AMENDED AND RESTATED LICENSE AND OPTION AGREEMENT FOR
UC Case No [****]
“Llama Single Domain Antibody Phage Library”
This amended and restated license and option agreement (“Agreement”) is effective this 17th day of January, 2020 (“Amended and Restated Effective Date”), between The Regents of the University of California (“The Regents”), a California corporation, having its statewide administrative offices at 1111 Franklin Street, 12th Floor, Oakland, California 94607-5200, and acting through its Office of Technology Management, University of California San Francisco, 600 16th Street, Suite S-272, San Francisco, CA 94143 and Surrozen, Inc., a Delaware corporation, having a principal place of business at171 Oyster Point Blvd., Suite 400, South San Francisco, CA 94080 (“Surrozen”).

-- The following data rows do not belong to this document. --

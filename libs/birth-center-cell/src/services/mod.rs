pub mod birth_center;
pub mod catalog;
pub mod geo;

pub use birth_center::BirthCenterService;
pub use catalog::ServiceCatalogService;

The Regents and Surrozen are sometimes referred to herein individually as a “Party” and collectively as the “Parties.”
BACKGROUND
A. Certain inventions, generally characterized as the Llama Single Domain Antibody Phage Library and disclosed in UC Case No. [****] (“Invention”), are covered by the Technology Rights (as defined in Paragraph 1.12 below) and were made in the course of research at the University of California, San Francisco by [****].

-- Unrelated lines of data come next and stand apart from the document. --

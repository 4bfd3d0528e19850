use std::env;
use std::str::FromStr;
use tracing::warn;

#[derive(Debug, Clone)]
pub struct AppConfig {
    pub supabase_url: String,
    pub supabase_anon_key: String,
    pub supabase_jwt_secret: String,
    pub port: u16,
    pub slot_defaults: SlotDefaults,
}

/// Grid used when staff open a day without choosing hours themselves.
#[derive(Debug, Clone, Copy, PartialEq, Eq)]
pub struct SlotDefaults {
    pub start_hour: u32,
    pub end_hour: u32,
    pub interval_minutes: u32,
}

impl Default for SlotDefaults {
    fn default() -> Self {
        Self {
            start_hour: 9,
            end_hour: 18,
            interval_minutes: 30,
        }
    }
}

impl AppConfig {
    pub fn from_env() -> Self {
        let defaults = SlotDefaults::default();

        let config = Self {
            supabase_url: env::var("SUPABASE_URL")
                .unwrap_or_else(|_| {
                    warn!("SUPABASE_URL not set, using empty value");
                    String::new()
                }),
            supabase_anon_key: env::var("SUPABASE_ANON_PUBLIC_KEY")
                .unwrap_or_else(|_| {
                    warn!("SUPABASE_ANON_PUBLIC_KEY not set, using empty value");
                    String::new()
                }),
            supabase_jwt_secret: env::var("SUPABASE_JWT_SECRET")
                .unwrap_or_else(|_| {
                    warn!("SUPABASE_JWT_SECRET not set, using empty value");
                    String::new()
                }),
            port: parse_or("PORT", 3000),
            slot_defaults: SlotDefaults {
                start_hour: parse_or("SLOT_START_HOUR", defaults.start_hour),
                end_hour: parse_or("SLOT_END_HOUR", defaults.end_hour),
                interval_minutes: parse_or("SLOT_INTERVAL_MINUTES", defaults.interval_minutes),
            },
        };

        if !config.is_configured() {
            warn!("Application not fully configured - missing environment variables");
        }

        config
    }

    pub fn is_configured(&self) -> bool {
        !self.supabase_url.is_empty()
            && !self.supabase_anon_key.is_empty()
            && !self.supabase_jwt_secret.is_empty()
    }
}

fn parse_or<T: FromStr + Copy + std::fmt::Display>(key: &str, default: T) -> T {
    match env::var(key) {
        Ok(raw) => raw.trim().parse().unwrap_or_else(|_| {
            warn!("{} has invalid value '{}', using default {}", key, raw, default);
            default
        }),
        Err(_) => default,
    }
}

B. Development of the Invention was sponsored by The National Institutes of Health (“NIH”) and as a consequence, this Agreement, any Commercial License Agreement, and the Invention are subject to overriding obligations to the United States Federal Government under 35 U.S.C. §§ 200-212 and applicable regulations including a non-exclusive, non-transferable, irrevocable, paid-up license to practice or have practiced the Invention for or on behalf of the United States Government throughout the world.
C. The Regents elected on [****] to retain title and granted the aforementioned licenses to the United States Government.

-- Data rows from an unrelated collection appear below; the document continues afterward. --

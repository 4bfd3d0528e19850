// libs/birth-center-cell/src/services/geo.rs

pub const EARTH_RADIUS_KM: f64 = 6371.0;
pub const DEFAULT_SEARCH_RADIUS_KM: f64 = 50.0;

/// Great-circle distance between two coordinates, in kilometres.
pub fn haversine_km(lat1: f64, lon1: f64, lat2: f64, lon2: f64) -> f64 {
    let d_lat = (lat2 - lat1).to_radians();
    let d_lon = (lon2 - lon1).to_radians();

    let a = (d_lat / 2.0).sin().powi(2)
        + lat1.to_radians().cos() * lat2.to_radians().cos() * (d_lon / 2.0).sin().powi(2);
    let c = 2.0 * a.sqrt().atan2((1.0 - a).sqrt());

    EARTH_RADIUS_KM * c
}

D. Surrozen wishes to use the Biological Material under the Agreement to discover Identified Antibodies and to determine its interest in exercising its option to obtain a commercial license to develop and commercialize the Identified Antibody(ies) or Derivative Antibody(ies).
E. The Regents wishes to grant Surrozen the non-exclusive license and the option so that the Invention is used to discover and develop Identified Antibodies or Derivative Antibody(ies), if any, for the benefit of the general public by treating serious disease.
F. The Regents and Surrozen entered into a License and Option Agreement dated October 5, 2016 (the “Effective Date”) with UC Agreement Control No. [****] (“Original Agreement”). Surrozen and The Regents now desire to amend and restate the Original Agreement in its entirety with this Agreement for the purpose of updating the option and terms of the proposed Commercial License Agreement.